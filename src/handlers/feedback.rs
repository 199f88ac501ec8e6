use axum::{extract::State, http::StatusCode, response::IntoResponse, Extension, Json};
use serde::Deserialize;
use serde_json::json;

use crate::database::models::ServiceType;
use crate::error::ApiError;
use crate::middleware::CurrentUser;
use crate::services::feedback::{FeedbackService, NewFeedback};
use crate::state::AppState;

#[derive(Deserialize)]
pub struct SubmitFeedbackRequest {
    pub service_type: ServiceType,
    pub rating: i16,
    pub comments: Option<String>,
}

/// POST /api/feedback (citizen only)
pub async fn submit(
    State(state): State<AppState>,
    Extension(CurrentUser(actor)): Extension<CurrentUser>,
    Json(payload): Json<SubmitFeedbackRequest>,
) -> Result<impl IntoResponse, ApiError> {
    let service = FeedbackService::new(state.pool.clone());
    let feedback = service
        .submit(
            &actor,
            NewFeedback {
                service_type: payload.service_type,
                rating: payload.rating,
                comments: payload.comments,
            },
        )
        .await?;

    Ok((
        StatusCode::CREATED,
        Json(json!({ "success": true, "data": feedback })),
    ))
}

/// GET /api/feedback/analytics (admin roles, jurisdiction-scoped)
pub async fn analytics(
    State(state): State<AppState>,
    Extension(CurrentUser(actor)): Extension<CurrentUser>,
) -> Result<impl IntoResponse, ApiError> {
    let service = FeedbackService::new(state.pool.clone());
    let stats = service.analytics(&actor).await?;
    Ok(Json(json!({ "success": true, "data": stats })))
}
use std::collections::HashMap;
use std::sync::Arc;

use async_trait::async_trait;
use tokio::sync::{broadcast, mpsc, RwLock};
use tracing::{debug, warn};

use crate::config;
use crate::events::EventPublisher;

/// In-process room registry. Each room is a broadcast channel; publishing to
/// a room with no subscribers is a no-op. Delivery is best-effort: slow
/// receivers are lagged out and events are never buffered for clients that
/// are not connected.
pub struct Hub {
    rooms: RwLock<HashMap<String, broadcast::Sender<String>>>,
    buffer: usize,
}

impl Hub {
    pub fn new() -> Self {
        Self {
            rooms: RwLock::new(HashMap::new()),
            buffer: config::config().events.room_buffer,
        }
    }

    async fn sender(&self, room: &str) -> broadcast::Sender<String> {
        if let Some(tx) = self.rooms.read().await.get(room) {
            return tx.clone();
        }
        let mut rooms = self.rooms.write().await;
        rooms
            .entry(room.to_string())
            .or_insert_with(|| broadcast::channel(self.buffer).0)
            .clone()
    }

    pub async fn publish(&self, room: &str, payload: &str) {
        let tx = self.rooms.read().await.get(room).cloned();
        match tx {
            Some(tx) => match tx.send(payload.to_string()) {
                Ok(count) => debug!("published to {} ({} receivers)", room, count),
                Err(_) => debug!("room {} has no live receivers", room),
            },
            None => debug!("room {} has no subscribers", room),
        }
    }
}

impl Default for Hub {
    fn default() -> Self {
        Self::new()
    }
}

#[async_trait]
impl EventPublisher for Hub {
    async fn publish(&self, room: &str, payload: &str) {
        Hub::publish(self, room, payload).await;
    }
}

/// One client's merged view of its rooms. Every subscribed room forwards
/// into a single ordered stream; rooms can be joined after attachment
/// (e.g. when the client opens a discussion thread).
pub struct RoomSubscription {
    hub: Arc<Hub>,
    out_tx: mpsc::UnboundedSender<String>,
    pub receiver: mpsc::UnboundedReceiver<String>,
}

impl RoomSubscription {
    pub async fn attach(hub: Arc<Hub>, rooms: &[String]) -> Self {
        let (out_tx, receiver) = mpsc::unbounded_channel();
        let subscription = Self {
            hub,
            out_tx,
            receiver,
        };
        for room in rooms {
            subscription.join(room).await;
        }
        subscription
    }

    pub async fn join(&self, room: &str) {
        let mut rx = self.hub.sender(room).await.subscribe();
        let out = self.out_tx.clone();
        let room = room.to_string();
        tokio::spawn(async move {
            loop {
                match rx.recv().await {
                    Ok(payload) => {
                        if out.send(payload).is_err() {
                            // Client went away; drop the forwarder.
                            break;
                        }
                    }
                    Err(broadcast::error::RecvError::Lagged(skipped)) => {
                        warn!("room {}: receiver lagged, skipped {} events", room, skipped);
                    }
                    Err(broadcast::error::RecvError::Closed) => break,
                }
            }
        });
    }
}

#[cfg(test)]
mod tests {
    use super::*;

    #[tokio::test]
    async fn subscriber_receives_published_payloads() {
        let hub = Arc::new(Hub::new());
        let mut sub = RoomSubscription::attach(hub.clone(), &["user-1".to_string()]).await;

        hub.publish("user-1", "{\"type\":\"ping\"}").await;

        let received = tokio::time::timeout(std::time::Duration::from_secs(1), sub.receiver.recv())
            .await
            .expect("timed out")
            .expect("channel closed");
        assert_eq!(received, "{\"type\":\"ping\"}");
    }

    #[tokio::test]
    async fn publish_to_empty_room_is_noop() {
        let hub = Hub::new();
        // No subscribers anywhere; must not panic or block.
        hub.publish("district-Gasabo", "payload").await;
    }

    #[tokio::test]
    async fn late_join_adds_room_to_stream() {
        let hub = Arc::new(Hub::new());
        let mut sub = RoomSubscription::attach(hub.clone(), &["user-2".to_string()]).await;
        sub.join("discussion-42").await;

        hub.publish("discussion-42", "comment").await;

        let received = tokio::time::timeout(std::time::Duration::from_secs(1), sub.receiver.recv())
            .await
            .expect("timed out")
            .expect("channel closed");
        assert_eq!(received, "comment");
    }

    #[tokio::test]
    async fn rooms_are_isolated() {
        let hub = Arc::new(Hub::new());
        let mut sub = RoomSubscription::attach(hub.clone(), &["user-3".to_string()]).await;

        hub.publish("user-4", "not for you").await;
        hub.publish("user-3", "for you").await;

        let received = tokio::time::timeout(std::time::Duration::from_secs(1), sub.receiver.recv())
            .await
            .expect("timed out")
            .expect("channel closed");
        assert_eq!(received, "for you");
    }
}
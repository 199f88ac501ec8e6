use std::net::SocketAddr;
use std::sync::Arc;

use axum::{
    extract::Request,
    middleware::{from_fn, from_fn_with_state, Next},
    routing::{get, patch, post, put},
    Json, Router,
};
use serde_json::{json, Value};
use tower_http::{cors::CorsLayer, trace::TraceLayer};

use crate::config;
use crate::database::manager;
use crate::database::models::Role;
use crate::events::outbox::OutboxDispatcher;
use crate::handlers::{auth, complaints, discussions, feedback, groups, messages, realtime, reports, users};
use crate::middleware::{auth::protect, rate_limit::rate_limit, restrict::restrict_to};
use crate::realtime::Hub;
use crate::state::AppState;

const CITIZEN: &[Role] = &[Role::Citizen];
const SECTOR: &[Role] = &[Role::SectorAdmin];
const SECTOR_OR_DISTRICT: &[Role] = &[Role::SectorAdmin, Role::DistrictAdmin];
const ADMINS: &[Role] = &[Role::SectorAdmin, Role::DistrictAdmin, Role::SuperAdmin];
const SUPER: &[Role] = &[Role::SuperAdmin];

/// Connect, migrate, start the outbox dispatcher and serve the API.
pub async fn serve() -> anyhow::Result<()> {
    let config = config::config();
    tracing::info!("Starting CivicLink API in {:?} mode", config.environment);

    let pool = manager::connect().await?;
    manager::migrate(&pool).await?;

    let hub = Arc::new(Hub::new());
    let state = AppState::new(pool.clone(), hub.clone());

    OutboxDispatcher::new(pool, hub).spawn();

    let app = app(state);

    // Allow tests or deployments to override port via env
    let port = std::env::var("CIVICLINK_PORT")
        .ok()
        .or_else(|| std::env::var("PORT").ok())
        .and_then(|s| s.parse::<u16>().ok())
        .unwrap_or(3000);

    let bind_addr = format!("0.0.0.0:{}", port);
    let listener = tokio::net::TcpListener::bind(&bind_addr).await?;
    tracing::info!("CivicLink API listening on http://{}", bind_addr);

    axum::serve(
        listener,
        app.into_make_service_with_connect_info::<SocketAddr>(),
    )
    .await?;
    Ok(())
}

pub fn app(state: AppState) -> Router {
    let public = Router::new()
        .route("/", get(root))
        .route("/health", get(health))
        .route("/api/auth/register", post(auth::register))
        .route("/api/auth/login", post(auth::login))
        .route("/ws", get(realtime::ws));

    let mut router = Router::new()
        .merge(public)
        .merge(protected_routes(state.clone()))
        .layer(TraceLayer::new_for_http())
        .layer(from_fn_with_state(state.clone(), rate_limit));

    if config::config().security.enable_cors {
        router = router.layer(CorsLayer::permissive());
    }

    router.with_state(state)
}

fn protected_routes(state: AppState) -> Router<AppState> {
    let citizen_routes = Router::new()
        .route("/api/complaints", post(complaints::create))
        .route("/api/discussions", post(discussions::create))
        .route("/api/feedback", post(feedback::submit))
        .route_layer(from_fn(|req: Request, next: Next| restrict_to(CITIZEN, req, next)));

    let sector_routes = Router::new()
        .route("/api/complaints/sector", get(complaints::sector_queue))
        .route("/api/complaints/:id/escalate", put(complaints::escalate))
        .route_layer(from_fn(|req: Request, next: Next| restrict_to(SECTOR, req, next)));

    let sector_or_district_routes = Router::new()
        .route("/api/complaints/:id/resolve", put(complaints::resolve))
        .route("/api/discussions/:id/resolve", patch(discussions::resolve))
        .route("/api/groups", post(groups::create))
        .route_layer(from_fn(|req: Request, next: Next| restrict_to(SECTOR_OR_DISTRICT, req, next)));

    let admin_routes = Router::new()
        .route("/api/feedback/analytics", get(feedback::analytics))
        .route("/api/reports/complaints", get(reports::complaints))
        .route("/api/reports/feedback", get(reports::feedback))
        .route("/api/reports/engagement", get(reports::engagement))
        .route("/api/reports/performance", get(reports::performance))
        .route("/api/reports/:id/csv", get(reports::export_csv))
        .route("/api/users/:id/role", patch(users::change_role))
        .route_layer(from_fn(|req: Request, next: Next| restrict_to(ADMINS, req, next)));

    let super_admin_routes = Router::new()
        .route("/api/complaints/admin/dashboard", get(complaints::dashboard))
        .route_layer(from_fn(|req: Request, next: Next| restrict_to(SUPER, req, next)));

    let shared_routes = Router::new()
        .route("/api/users/me", get(users::me))
        .route("/api/complaints", get(complaints::list))
        .route("/api/complaints/:id", get(complaints::get))
        .route("/api/discussions", get(discussions::list))
        .route("/api/discussions/:id", get(discussions::get))
        .route("/api/discussions/:id/comments", post(discussions::add_comment))
        .route("/api/groups", get(groups::list))
        .route("/api/groups/:id", get(groups::get))
        .route("/api/groups/:id/join", post(groups::join))
        .route("/api/groups/:id/leave", post(groups::leave))
        .route(
            "/api/groups/:id/announcements",
            get(groups::announcements).post(groups::post_announcement),
        )
        .route("/api/messages", post(messages::send))
        .route("/api/messages/:id", get(messages::conversation))
        .route("/api/messages/:id/read", patch(messages::mark_read));

    Router::new()
        .merge(citizen_routes)
        .merge(sector_routes)
        .merge(sector_or_district_routes)
        .merge(admin_routes)
        .merge(super_admin_routes)
        .merge(shared_routes)
        .layer(from_fn_with_state(state, protect))
}

async fn root() -> Json<Value> {
    let version = env!("CARGO_PKG_VERSION");

    Json(json!({
        "success": true,
        "data": {
            "name": "CivicLink API",
            "version": version,
            "description": "Citizen complaint and engagement backend (Axum)",
            "endpoints": {
                "auth": "/api/auth/register, /api/auth/login (public)",
                "users": "/api/users/me, /api/users/:id/role (protected)",
                "complaints": "/api/complaints[/:id], /api/complaints/sector, /api/complaints/admin/dashboard (protected)",
                "discussions": "/api/discussions[/:id], /api/discussions/:id/comments (protected)",
                "groups": "/api/groups[/:id], join/leave/announcements (protected)",
                "feedback": "/api/feedback, /api/feedback/analytics (protected)",
                "reports": "/api/reports/{complaints,feedback,engagement,performance}, /api/reports/:id/csv (protected)",
                "messages": "/api/messages[/:id] (protected)",
                "realtime": "/ws?token=<jwt> (websocket)",
            }
        }
    }))
}

async fn health(
    axum::extract::State(state): axum::extract::State<AppState>,
) -> impl axum::response::IntoResponse {
    let now = chrono::Utc::now();

    match manager::health_check(&state.pool).await {
        Ok(_) => (
            axum::http::StatusCode::OK,
            Json(json!({
                "success": true,
                "data": { "status": "ok", "timestamp": now, "database": "ok" }
            })),
        ),
        Err(e) => (
            axum::http::StatusCode::SERVICE_UNAVAILABLE,
            Json(json!({
                "success": false,
                "error": "database unavailable",
                "data": { "status": "degraded", "timestamp": now, "database_error": e.to_string() }
            })),
        ),
    }
}
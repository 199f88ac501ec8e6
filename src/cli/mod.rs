use clap::{Parser, Subcommand};

use crate::database::manager;
use crate::database::models::Location;
use crate::services::users::UserService;

#[derive(Parser)]
#[command(name = "civiclink")]
#[command(about = "CivicLink - citizen complaint and engagement backend")]
#[command(version)]
pub struct Cli {
    #[command(subcommand)]
    pub command: Option<Commands>,
}

#[derive(Subcommand)]
pub enum Commands {
    #[command(about = "Run the HTTP API server (default)")]
    Serve,

    #[command(about = "Seed the initial super admin on an empty system")]
    Bootstrap {
        #[arg(long)]
        name: String,

        #[arg(long)]
        email: String,

        #[arg(long)]
        password: String,

        #[arg(long)]
        province: String,

        #[arg(long, default_value = "")]
        district: String,

        #[arg(long, default_value = "")]
        sector: String,
    },
}

pub async fn run(cli: Cli) -> anyhow::Result<()> {
    match cli.command.unwrap_or(Commands::Serve) {
        Commands::Serve => crate::server::serve().await,
        Commands::Bootstrap {
            name,
            email,
            password,
            province,
            district,
            sector,
        } => bootstrap(name, email, password, Location::new(province, district, sector)).await,
    }
}

/// Elevated accounts are never created through the public registration
/// endpoint; the first super admin is seeded here, and further admins are
/// promoted by higher-ranked ones over the API.
async fn bootstrap(
    name: String,
    email: String,
    password: String,
    location: Location,
) -> anyhow::Result<()> {
    let pool = manager::connect().await?;
    manager::migrate(&pool).await?;

    let service = UserService::new(pool);
    let user = service
        .bootstrap_super_admin(&name, &email, &password, location)
        .await?;

    println!("Created super admin {} <{}> ({})", user.name, user.email, user.id);
    Ok(())
}
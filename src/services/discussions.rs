use sqlx::{PgPool, QueryBuilder};
use uuid::Uuid;

use super::{access, validation, ServiceError};
use crate::database::models::{Discussion, DiscussionComment, DiscussionStatus, Role, User};
use crate::events::{outbox, DomainEvent};

const DISCUSSION_COLUMNS: &str = "id, title, description, created_by, province, district, \
     sector, tags, status, created_at, resolved_at";

const COMMENT_COLUMNS: &str =
    "id, discussion_id, user_id, text, is_official_response, created_at";

pub struct NewDiscussion {
    pub title: String,
    pub description: String,
    pub tags: Vec<String>,
}

#[derive(Debug, Default)]
pub struct DiscussionFilters {
    pub status: Option<DiscussionStatus>,
    pub tag: Option<String>,
}

pub struct DiscussionService {
    pool: PgPool,
}

impl DiscussionService {
    pub fn new(pool: PgPool) -> Self {
        Self { pool }
    }

    /// Open a thread. The location is copied from the author's assignment,
    /// and the sector/district rooms for that location are notified.
    pub async fn create(&self, actor: &User, input: NewDiscussion) -> Result<Discussion, ServiceError> {
        validation::validate_length("Title", &input.title, 5, 200)
            .map_err(ServiceError::Validation)?;
        validation::validate_length("Description", &input.description, 1, 2000)
            .map_err(ServiceError::Validation)?;

        let mut tx = self.pool.begin().await?;

        let discussion: Discussion = sqlx::query_as(&format!(
            "INSERT INTO discussions (title, description, created_by, province, district, sector, tags) \
             VALUES ($1, $2, $3, $4, $5, $6, $7) RETURNING {DISCUSSION_COLUMNS}"
        ))
        .bind(input.title.trim())
        .bind(input.description.trim())
        .bind(actor.id)
        .bind(&actor.location.province)
        .bind(&actor.location.district)
        .bind(&actor.location.sector)
        .bind(&input.tags)
        .fetch_one(&mut *tx)
        .await?;

        outbox::enqueue(
            &mut tx,
            &DomainEvent::DiscussionCreated {
                discussion_id: discussion.id,
                title: discussion.title.clone(),
                location: discussion.location.clone(),
            },
        )
        .await?;

        tx.commit().await?;
        Ok(discussion)
    }

    /// Thread with its comments, gated like the role-scoped listing.
    pub async fn get(
        &self,
        actor: &User,
        discussion_id: Uuid,
    ) -> Result<(Discussion, Vec<DiscussionComment>), ServiceError> {
        let discussion = self.load(discussion_id).await?;

        let visible = match actor.role {
            Role::Citizen => discussion.created_by == actor.id,
            _ => access::admin_scope_matches(actor, &discussion.location),
        };
        if !visible {
            return Err(ServiceError::Forbidden(
                "You do not have access to this discussion".to_string(),
            ));
        }

        let comments: Vec<DiscussionComment> = sqlx::query_as(&format!(
            "SELECT {COMMENT_COLUMNS} FROM discussion_comments \
             WHERE discussion_id = $1 ORDER BY created_at ASC"
        ))
        .bind(discussion.id)
        .fetch_all(&self.pool)
        .await?;

        Ok((discussion, comments))
    }

    /// Append a comment. Citizens may only comment on their own threads;
    /// sector and district admins only within their jurisdiction. Admin
    /// comments are flagged as official responses.
    pub async fn add_comment(
        &self,
        actor: &User,
        discussion_id: Uuid,
        text: &str,
    ) -> Result<DiscussionComment, ServiceError> {
        validation::validate_length("Comment", text, 1, 2000).map_err(ServiceError::Validation)?;

        let discussion = self.load(discussion_id).await?;

        let allowed = match actor.role {
            Role::Citizen => discussion.created_by == actor.id,
            Role::SectorAdmin | Role::DistrictAdmin => {
                access::admin_scope_matches(actor, &discussion.location)
            }
            Role::SuperAdmin => false,
        };
        if !allowed {
            return Err(ServiceError::Forbidden(
                "You cannot comment on this discussion".to_string(),
            ));
        }

        let is_official = actor.role.is_admin();

        let mut tx = self.pool.begin().await?;

        let comment: DiscussionComment = sqlx::query_as(&format!(
            "INSERT INTO discussion_comments (discussion_id, user_id, text, is_official_response) \
             VALUES ($1, $2, $3, $4) RETURNING {COMMENT_COLUMNS}"
        ))
        .bind(discussion.id)
        .bind(actor.id)
        .bind(text.trim())
        .bind(is_official)
        .fetch_one(&mut *tx)
        .await?;

        outbox::enqueue(
            &mut tx,
            &DomainEvent::CommentAdded {
                discussion_id: discussion.id,
                comment_id: comment.id,
                is_official_response: comment.is_official_response,
            },
        )
        .await?;

        tx.commit().await?;
        Ok(comment)
    }

    /// Close a thread. Sector/district admins only, within jurisdiction.
    pub async fn resolve(&self, actor: &User, discussion_id: Uuid) -> Result<Discussion, ServiceError> {
        let discussion = self.load(discussion_id).await?;

        let allowed = matches!(actor.role, Role::SectorAdmin | Role::DistrictAdmin)
            && access::admin_scope_matches(actor, &discussion.location);
        if !allowed {
            return Err(ServiceError::Forbidden(
                "You cannot resolve this discussion".to_string(),
            ));
        }

        if discussion.status == DiscussionStatus::Resolved {
            return Err(ServiceError::BadRequest(
                "Discussion is already resolved".to_string(),
            ));
        }

        let mut tx = self.pool.begin().await?;

        let discussion: Discussion = sqlx::query_as(&format!(
            "UPDATE discussions SET status = 'resolved', resolved_at = now() \
             WHERE id = $1 RETURNING {DISCUSSION_COLUMNS}"
        ))
        .bind(discussion.id)
        .fetch_one(&mut *tx)
        .await?;

        outbox::enqueue(
            &mut tx,
            &DomainEvent::DiscussionResolved {
                discussion_id: discussion.id,
            },
        )
        .await?;

        tx.commit().await?;
        Ok(discussion)
    }

    /// Role-scoped listing with optional status and tag filters.
    pub async fn list(
        &self,
        actor: &User,
        filters: DiscussionFilters,
    ) -> Result<Vec<Discussion>, ServiceError> {
        let mut qb: QueryBuilder<sqlx::Postgres> = QueryBuilder::new(format!(
            "SELECT {DISCUSSION_COLUMNS} FROM discussions WHERE 1=1"
        ));

        match actor.role {
            Role::Citizen => {
                qb.push(" AND created_by = ").push_bind(actor.id);
            }
            Role::SectorAdmin => {
                qb.push(" AND sector = ").push_bind(&actor.location.sector);
                qb.push(" AND district = ").push_bind(&actor.location.district);
            }
            Role::DistrictAdmin => {
                qb.push(" AND district = ").push_bind(&actor.location.district);
            }
            Role::SuperAdmin => {}
        }

        if let Some(status) = filters.status {
            qb.push(" AND status = ").push_bind(status);
        }
        if let Some(tag) = filters.tag {
            qb.push(" AND ").push_bind(tag).push(" = ANY(tags)");
        }

        qb.push(" ORDER BY created_at DESC");

        let discussions: Vec<Discussion> = qb.build_query_as().fetch_all(&self.pool).await?;
        Ok(discussions)
    }

    async fn load(&self, discussion_id: Uuid) -> Result<Discussion, ServiceError> {
        let discussion: Option<Discussion> = sqlx::query_as(&format!(
            "SELECT {DISCUSSION_COLUMNS} FROM discussions WHERE id = $1"
        ))
        .bind(discussion_id)
        .fetch_optional(&self.pool)
        .await?;
        discussion.ok_or_else(|| ServiceError::NotFound("Discussion not found".to_string()))
    }
}
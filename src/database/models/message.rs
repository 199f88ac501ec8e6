use chrono::{DateTime, Utc};
use serde::{Deserialize, Serialize};
use sqlx::FromRow;
use uuid::Uuid;

#[derive(Debug, Clone, Copy, PartialEq, Eq, Serialize, Deserialize, sqlx::Type)]
#[serde(rename_all = "snake_case")]
#[sqlx(type_name = "message_status", rename_all = "snake_case")]
pub enum MessageStatus {
    Sent,
    Delivered,
    Read,
}

/// Direct message between two users.
#[derive(Debug, Clone, Serialize, FromRow)]
pub struct Message {
    pub id: Uuid,
    pub sender_id: Uuid,
    pub receiver_id: Uuid,
    pub body: String,
    pub status: MessageStatus,
    pub created_at: DateTime<Utc>,
    pub read_at: Option<DateTime<Utc>>,
}
//! Jurisdiction checks shared across the resource services.

use uuid::Uuid;

use crate::database::models::{Location, Role, User};

/// Generic ownership/jurisdiction check for a protected resource.
///
/// Super admins always pass; district admins pass when the resource district
/// matches their assignment; sector admins when the sector matches; citizens
/// only when they own the resource.
pub fn can_access(actor: &User, resource_location: &Location, owner: Uuid) -> bool {
    match actor.role {
        Role::SuperAdmin => true,
        Role::DistrictAdmin => actor.location.district == resource_location.district,
        Role::SectorAdmin => actor.location.sector == resource_location.sector,
        Role::Citizen => actor.id == owner,
    }
}

/// Admin jurisdiction over a location: sector admins are bound to their
/// sector+district, district admins to their district, super admins are
/// unbounded. Citizens have no admin jurisdiction.
pub fn admin_scope_matches(actor: &User, location: &Location) -> bool {
    match actor.role {
        Role::SectorAdmin => {
            actor.location.sector == location.sector
                && actor.location.district == location.district
        }
        Role::DistrictAdmin => actor.location.district == location.district,
        Role::SuperAdmin => true,
        Role::Citizen => false,
    }
}

/// Group membership location rule: district admins match on
/// province+district only; everyone else needs the full triple to match.
pub fn can_join_group(actor: &User, group_location: &Location) -> bool {
    match actor.role {
        Role::DistrictAdmin => actor.location.matches_district(group_location),
        _ => actor.location.matches_exactly(group_location),
    }
}

/// Role/location mutation requires the actor to outrank both the target's
/// current role and the requested role.
pub fn can_change_role(actor: &User, target_current: Role, requested: Role) -> bool {
    actor.role.rank() > target_current.rank() && actor.role.rank() > requested.rank()
}

#[cfg(test)]
mod tests {
    use super::*;
    use chrono::Utc;

    fn user(role: Role, province: &str, district: &str, sector: &str) -> User {
        User {
            id: Uuid::new_v4(),
            name: "Test".into(),
            email: format!("{}@example.com", Uuid::new_v4()),
            password_hash: String::new(),
            role,
            location: Location::new(province, district, sector),
            created_at: Utc::now(),
        }
    }

    #[test]
    fn citizen_only_accesses_own_resources() {
        let citizen = user(Role::Citizen, "Kigali", "Gasabo", "Remera");
        let here = Location::new("Kigali", "Gasabo", "Remera");
        assert!(can_access(&citizen, &here, citizen.id));
        assert!(!can_access(&citizen, &here, Uuid::new_v4()));
    }

    #[test]
    fn sector_admin_bound_to_sector() {
        let admin = user(Role::SectorAdmin, "Kigali", "Gasabo", "Remera");
        let inside = Location::new("Kigali", "Gasabo", "Remera");
        let outside = Location::new("Kigali", "Gasabo", "Kimironko");
        assert!(can_access(&admin, &inside, Uuid::new_v4()));
        assert!(!can_access(&admin, &outside, Uuid::new_v4()));
    }

    #[test]
    fn district_admin_bound_to_district() {
        let admin = user(Role::DistrictAdmin, "Kigali", "Gasabo", "Remera");
        let other_sector = Location::new("Kigali", "Gasabo", "Kimironko");
        let other_district = Location::new("Kigali", "Nyarugenge", "Nyamirambo");
        assert!(can_access(&admin, &other_sector, Uuid::new_v4()));
        assert!(!can_access(&admin, &other_district, Uuid::new_v4()));
    }

    #[test]
    fn super_admin_always_passes() {
        let admin = user(Role::SuperAdmin, "Kigali", "", "");
        let anywhere = Location::new("Eastern", "Rwamagana", "Kigabiro");
        assert!(can_access(&admin, &anywhere, Uuid::new_v4()));
        assert!(admin_scope_matches(&admin, &anywhere));
    }

    #[test]
    fn citizen_has_no_admin_scope() {
        let citizen = user(Role::Citizen, "Kigali", "Gasabo", "Remera");
        let own = Location::new("Kigali", "Gasabo", "Remera");
        assert!(!admin_scope_matches(&citizen, &own));
    }

    #[test]
    fn group_join_relaxed_for_district_admins_only() {
        let group_location = Location::new("Kigali", "Gasabo", "Remera");

        let citizen_elsewhere = user(Role::Citizen, "Kigali", "Gasabo", "Kimironko");
        assert!(!can_join_group(&citizen_elsewhere, &group_location));

        let district_admin = user(Role::DistrictAdmin, "Kigali", "Gasabo", "Kacyiru");
        assert!(can_join_group(&district_admin, &group_location));

        let wrong_district_admin = user(Role::DistrictAdmin, "Kigali", "Nyarugenge", "Kacyiru");
        assert!(!can_join_group(&wrong_district_admin, &group_location));
    }

    #[test]
    fn role_change_needs_strictly_higher_rank() {
        let super_admin = user(Role::SuperAdmin, "Kigali", "", "");
        let district_admin = user(Role::DistrictAdmin, "Kigali", "Gasabo", "");

        assert!(can_change_role(&super_admin, Role::Citizen, Role::DistrictAdmin));
        assert!(can_change_role(&district_admin, Role::Citizen, Role::SectorAdmin));
        // Peers cannot promote to their own rank or mutate peers
        assert!(!can_change_role(&district_admin, Role::Citizen, Role::DistrictAdmin));
        assert!(!can_change_role(&district_admin, Role::DistrictAdmin, Role::Citizen));
        assert!(!can_change_role(&super_admin, Role::Citizen, Role::SuperAdmin));
    }
}
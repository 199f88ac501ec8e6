use std::sync::Arc;

use sqlx::PgPool;

use crate::middleware::rate_limit::RateLimiter;
use crate::realtime::Hub;

/// Shared handles injected into every handler. Handlers and services receive
/// the store and the event hub through this state rather than reaching into
/// process-wide globals.
#[derive(Clone)]
pub struct AppState {
    pub pool: PgPool,
    pub hub: Arc<Hub>,
    pub limiter: Arc<RateLimiter>,
}

impl AppState {
    pub fn new(pool: PgPool, hub: Arc<Hub>) -> Self {
        Self {
            pool,
            hub,
            limiter: Arc::new(RateLimiter::from_config()),
        }
    }
}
= = =
• Exercise details
Pick out the lines above that hold the string "extract" and show them.

• Answer
use axum::{extract::State, http::StatusCode, response::IntoResponse, Extension, Json};
    extract::Request,
    axum::extract::State(state): axum::extract::State<AppState>,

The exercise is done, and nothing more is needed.